## EXCERPTED RECORDS
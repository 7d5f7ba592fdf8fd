//! Greedy shift roster allocation.
//!
//! Seats are filled date by date, then in seat-demand order, then seat by
//! seat. Each seat goes to the best candidate of a strict pass; when the
//! strict pass finds nobody an optional relaxation pass is tried, and a seat
//! that still has no candidate is emitted unfilled.
//!
//! Candidate ranking is (tier, assigned hours, roster position):
//! - tier 0: strict pass, stays within contract hours
//! - tier 1: strict pass, exceeds contract hours
//! - tier 2: relaxation pass

use std::collections::{BTreeSet, HashMap};

use chrono::{Datelike, NaiveDate};
use serde::{Deserialize, Serialize};
use tracing::{debug, info};

use crate::error::{PlannerError, Result};
use super::shift_utils::{consecutive_prior_days, shift_window};
use super::types::{ScheduleEntry, SeatDemand, ShiftDefinition, Worker};

/// Constraints applied by the roster allocator
#[derive(Debug, Clone, PartialEq, Serialize, Deserialize)]
pub struct RuleSet {
    pub max_hours_per_day: f64,
    pub max_consecutive_days: u32,
    pub relax_when_unfilled: bool,
    pub relaxed_pass_keeps_area: bool,
}

#[derive(Debug, Clone, Copy, PartialEq, Eq)]
enum Pass {
    Strict,
    Relaxed,
}

/// Per-run counters for one worker
#[derive(Debug, Clone, Default)]
struct WorkerLedger {
    assigned_hours: f64,
    assigned_dates: BTreeSet<NaiveDate>,
    daily_hours: HashMap<NaiveDate, f64>,
    shifts: u32,
}

impl WorkerLedger {
    fn hours_on(&self, date: NaiveDate) -> f64 {
        self.daily_hours.get(&date).copied().unwrap_or(0.0)
    }

    fn record(&mut self, date: NaiveDate, hours: f64) {
        self.assigned_hours += hours;
        *self.daily_hours.entry(date).or_insert(0.0) += hours;
        self.assigned_dates.insert(date);
        self.shifts += 1;
    }
}

/// Hours a worker ended the run with
#[derive(Debug, Clone, PartialEq, Serialize)]
#[serde(rename_all = "PascalCase")]
pub struct WorkerLoad {
    pub name: String,
    pub contract_hours: f64,
    pub assigned_hours: f64,
    pub shifts: u32,
}

/// Output of one roster run
#[derive(Debug, Clone, Default, Serialize)]
pub struct RosterPlan {
    pub entries: Vec<ScheduleEntry>,
    pub loads: Vec<WorkerLoad>,
}

impl RosterPlan {
    pub fn unfilled(&self) -> usize {
        self.entries.iter().filter(|e| !e.is_filled()).count()
    }
}

struct Seat<'a> {
    date: NaiveDate,
    area: &'a str,
    hours: f64,
}

/// Runs one roster allocation on fresh counters.
///
/// Fails only when seat demand names an undefined or invalid shift; that
/// check happens before any seat is filled.
pub fn generate_roster(
    workers: &[Worker],
    shifts: &[ShiftDefinition],
    demand: &[SeatDemand],
    dates: &[NaiveDate],
    rules: &RuleSet,
) -> Result<RosterPlan> {
    let mut resolved = Vec::with_capacity(demand.len());
    for seat_demand in demand {
        let shift = shifts
            .iter()
            .find(|s| s.id == seat_demand.shift_id)
            .ok_or_else(|| PlannerError::UnknownShift(seat_demand.shift_id.clone()))?;
        shift.validate()?;
        resolved.push((seat_demand, shift));
    }

    let mut calendar: Vec<NaiveDate> = dates.to_vec();
    calendar.sort();
    calendar.dedup();

    let mut ledgers = vec![WorkerLedger::default(); workers.len()];
    let mut entries = Vec::new();

    for &date in &calendar {
        for (seat_demand, shift) in &resolved {
            let (start, end) = shift_window(date, shift);
            let hours = f64::from(shift.duration_hours());
            let seat = Seat {
                date,
                area: &seat_demand.area,
                hours,
            };

            for seat_no in 1..=seat_demand.needed {
                let mut pick = pick_candidate(workers, &ledgers, &seat, rules, Pass::Strict);
                if pick.is_none() && rules.relax_when_unfilled {
                    pick = pick_candidate(workers, &ledgers, &seat, rules, Pass::Relaxed);
                }

                let (worker, relaxed) = match pick {
                    Some((idx, tier)) => {
                        ledgers[idx].record(date, hours);
                        (Some(workers[idx].name.clone()), tier == 2)
                    }
                    None => {
                        debug!(%date, shift = %shift.id, area = %seat_demand.area, seat = seat_no, "seat left unfilled");
                        (None, false)
                    }
                };

                entries.push(ScheduleEntry {
                    date,
                    start,
                    end,
                    area: seat_demand.area.clone(),
                    shift_id: shift.id.clone(),
                    seat: seat_no,
                    worker,
                    hours,
                    relaxed,
                });
            }
        }
    }

    let loads = workers
        .iter()
        .zip(&ledgers)
        .map(|(w, l)| WorkerLoad {
            name: w.name.clone(),
            contract_hours: w.contract_hours,
            assigned_hours: l.assigned_hours,
            shifts: l.shifts,
        })
        .collect();

    let plan = RosterPlan { entries, loads };
    info!(
        seats = plan.entries.len(),
        unfilled = plan.unfilled(),
        relaxed = plan.entries.iter().filter(|e| e.relaxed).count(),
        "roster generated"
    );
    Ok(plan)
}

/// Index and tier of the best eligible worker for this pass
fn pick_candidate(
    workers: &[Worker],
    ledgers: &[WorkerLedger],
    seat: &Seat,
    rules: &RuleSet,
    pass: Pass,
) -> Option<(usize, u8)> {
    let weekday = seat.date.weekday();
    let mut best: Option<(usize, u8, f64)> = None;

    for (idx, (worker, ledger)) in workers.iter().zip(ledgers).enumerate() {
        let check_area = pass == Pass::Strict || rules.relaxed_pass_keeps_area;
        if check_area && !worker.qualifies_for(seat.area) {
            continue;
        }
        if !worker.available_on(weekday) {
            continue;
        }
        if ledger.assigned_dates.contains(&seat.date) {
            continue;
        }
        if ledger.hours_on(seat.date) + seat.hours > rules.max_hours_per_day {
            continue;
        }

        let tier = match pass {
            Pass::Strict => {
                let run = consecutive_prior_days(&ledger.assigned_dates, seat.date, rules.max_consecutive_days);
                if run >= rules.max_consecutive_days {
                    continue;
                }
                if ledger.assigned_hours + seat.hours <= worker.contract_hours {
                    0
                } else {
                    1
                }
            }
            Pass::Relaxed => 2,
        };

        let better = match best {
            None => true,
            Some((_, best_tier, best_hours)) => {
                tier < best_tier || (tier == best_tier && ledger.assigned_hours < best_hours)
            }
        };
        if better {
            best = Some((idx, tier, ledger.assigned_hours));
        }
    }

    best.map(|(idx, tier, _)| (idx, tier))
}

## ABOUT THIS EXERCISE
Make an exact copy of all the lines above.

## WRITTEN ANSWER
repository 7d5f7ba592fdf8fd
//! Greedy shift roster allocation.
//!
//! Seats are filled date by date, then in seat-demand order, then seat by
//! seat. Each seat goes to the best candidate of a strict pass; when the
//! strict pass finds nobody an optional relaxation pass is tried, and a seat
//! that still has no candidate is emitted unfilled.
//!
//! Candidate ranking is (tier, assigned hours, roster position):
//! - tier 0: strict pass, stays within contract hours
//! - tier 1: strict pass, exceeds contract hours
//! - tier 2: relaxation pass

use std::collections::{BTreeSet, HashMap};

use chrono::{Datelike, NaiveDate};
use serde::{Deserialize, Serialize};
use tracing::{debug, info};

use crate::error::{PlannerError, Result};
use super::shift_utils::{consecutive_prior_days, shift_window};
use super::types::{ScheduleEntry, SeatDemand, ShiftDefinition, Worker};

/// Constraints applied by the roster allocator
#[derive(Debug, Clone, PartialEq, Serialize, Deserialize)]
pub struct RuleSet {
    pub max_hours_per_day: f64,
    pub max_consecutive_days: u32,
    pub relax_when_unfilled: bool,
    pub relaxed_pass_keeps_area: bool,
}

#[derive(Debug, Clone, Copy, PartialEq, Eq)]
enum Pass {
    Strict,
    Relaxed,
}

/// Per-run counters for one worker
#[derive(Debug, Clone, Default)]
struct WorkerLedger {
    assigned_hours: f64,
    assigned_dates: BTreeSet<NaiveDate>,
    daily_hours: HashMap<NaiveDate, f64>,
    shifts: u32,
}

impl WorkerLedger {
    fn hours_on(&self, date: NaiveDate) -> f64 {
        self.daily_hours.get(&date).copied().unwrap_or(0.0)
    }

    fn record(&mut self, date: NaiveDate, hours: f64) {
        self.assigned_hours += hours;
        *self.daily_hours.entry(date).or_insert(0.0) += hours;
        self.assigned_dates.insert(date);
        self.shifts += 1;
    }
}

/// Hours a worker ended the run with
#[derive(Debug, Clone, PartialEq, Serialize)]
#[serde(rename_all = "PascalCase")]
pub struct WorkerLoad {
    pub name: String,
    pub contract_hours: f64,
    pub assigned_hours: f64,
    pub shifts: u32,
}

/// Output of one roster run
#[derive(Debug, Clone, Default, Serialize)]
pub struct RosterPlan {
    pub entries: Vec<ScheduleEntry>,
    pub loads: Vec<WorkerLoad>,
}

impl RosterPlan {
    pub fn unfilled(&self) -> usize {
        self.entries.iter().filter(|e| !e.is_filled()).count()
    }
}

struct Seat<'a> {
    date: NaiveDate,
    area: &'a str,
    hours: f64,
}

/// Runs one roster allocation on fresh counters.
///
/// Fails only when seat demand names an undefined or invalid shift; that
/// check happens before any seat is filled.
pub fn generate_roster(
    workers: &[Worker],
    shifts: &[ShiftDefinition],
    demand: &[SeatDemand],
    dates: &[NaiveDate],
    rules: &RuleSet,
) -> Result<RosterPlan> {
    let mut resolved = Vec::with_capacity(demand.len());
    for seat_demand in demand {
        let shift = shifts
            .iter()
            .find(|s| s.id == seat_demand.shift_id)
            .ok_or_else(|| PlannerError::UnknownShift(seat_demand.shift_id.clone()))?;
        shift.validate()?;
        resolved.push((seat_demand, shift));
    }

    let mut calendar: Vec<NaiveDate> = dates.to_vec();
    calendar.sort();
    calendar.dedup();

    let mut ledgers = vec![WorkerLedger::default(); workers.len()];
    let mut entries = Vec::new();

    for &date in &calendar {
        for (seat_demand, shift) in &resolved {
            let (start, end) = shift_window(date, shift);
            let hours = f64::from(shift.duration_hours());
            let seat = Seat {
                date,
                area: &seat_demand.area,
                hours,
            };

            for seat_no in 1..=seat_demand.needed {
                let mut pick = pick_candidate(workers, &ledgers, &seat, rules, Pass::Strict);
                if pick.is_none() && rules.relax_when_unfilled {
                    pick = pick_candidate(workers, &ledgers, &seat, rules, Pass::Relaxed);
                }

                let (worker, relaxed) = match pick {
                    Some((idx, tier)) => {
                        ledgers[idx].record(date, hours);
                        (Some(workers[idx].name.clone()), tier == 2)
                    }
                    None => {
                        debug!(%date, shift = %shift.id, area = %seat_demand.area, seat = seat_no, "seat left unfilled");
                        (None, false)
                    }
                };

                entries.push(ScheduleEntry {
                    date,
                    start,
                    end,
                    area: seat_demand.area.clone(),
                    shift_id: shift.id.clone(),
                    seat: seat_no,
                    worker,
                    hours,
                    relaxed,
                });
            }
        }
    }

    let loads = workers
        .iter()
        .zip(&ledgers)
        .map(|(w, l)| WorkerLoad {
            name: w.name.clone(),
            contract_hours: w.contract_hours,
            assigned_hours: l.assigned_hours,
            shifts: l.shifts,
        })
        .collect();

    let plan = RosterPlan { entries, loads };
    info!(
        seats = plan.entries.len(),
        unfilled = plan.unfilled(),
        relaxed = plan.entries.iter().filter(|e| e.relaxed).count(),
        "roster generated"
    );
    Ok(plan)
}

/// Index and tier of the best eligible worker for this pass
fn pick_candidate(
    workers: &[Worker],
    ledgers: &[WorkerLedger],
    seat: &Seat,
    rules: &RuleSet,
    pass: Pass,
) -> Option<(usize, u8)> {
    let weekday = seat.date.weekday();
    let mut best: Option<(usize, u8, f64)> = None;

    for (idx, (worker, ledger)) in workers.iter().zip(ledgers).enumerate() {
        let check_area = pass == Pass::Strict || rules.relaxed_pass_keeps_area;
        if check_area && !worker.qualifies_for(seat.area) {
            continue;
        }
        if !worker.available_on(weekday) {
            continue;
        }
        if ledger.assigned_dates.contains(&seat.date) {
            continue;
        }
        if ledger.hours_on(seat.date) + seat.hours > rules.max_hours_per_day {
            continue;
        }

        let tier = match pass {
            Pass::Strict => {
                let run = consecutive_prior_days(&ledger.assigned_dates, seat.date, rules.max_consecutive_days);
                if run >= rules.max_consecutive_days {
                    continue;
                }
                if ledger.assigned_hours + seat.hours <= worker.contract_hours {
                    0
                } else {
                    1
                }
            }
            Pass::Relaxed => 2,
        };

        let better = match best {
            None => true,
            Some((_, best_tier, best_hours)) => {
                tier < best_tier || (tier == best_tier && ledger.assigned_hours < best_hours)
            }
        };
        if better {
            best = Some((idx, tier, ledger.assigned_hours));
        }
    }

    best.map(|(idx, tier, _)| (idx, tier))
}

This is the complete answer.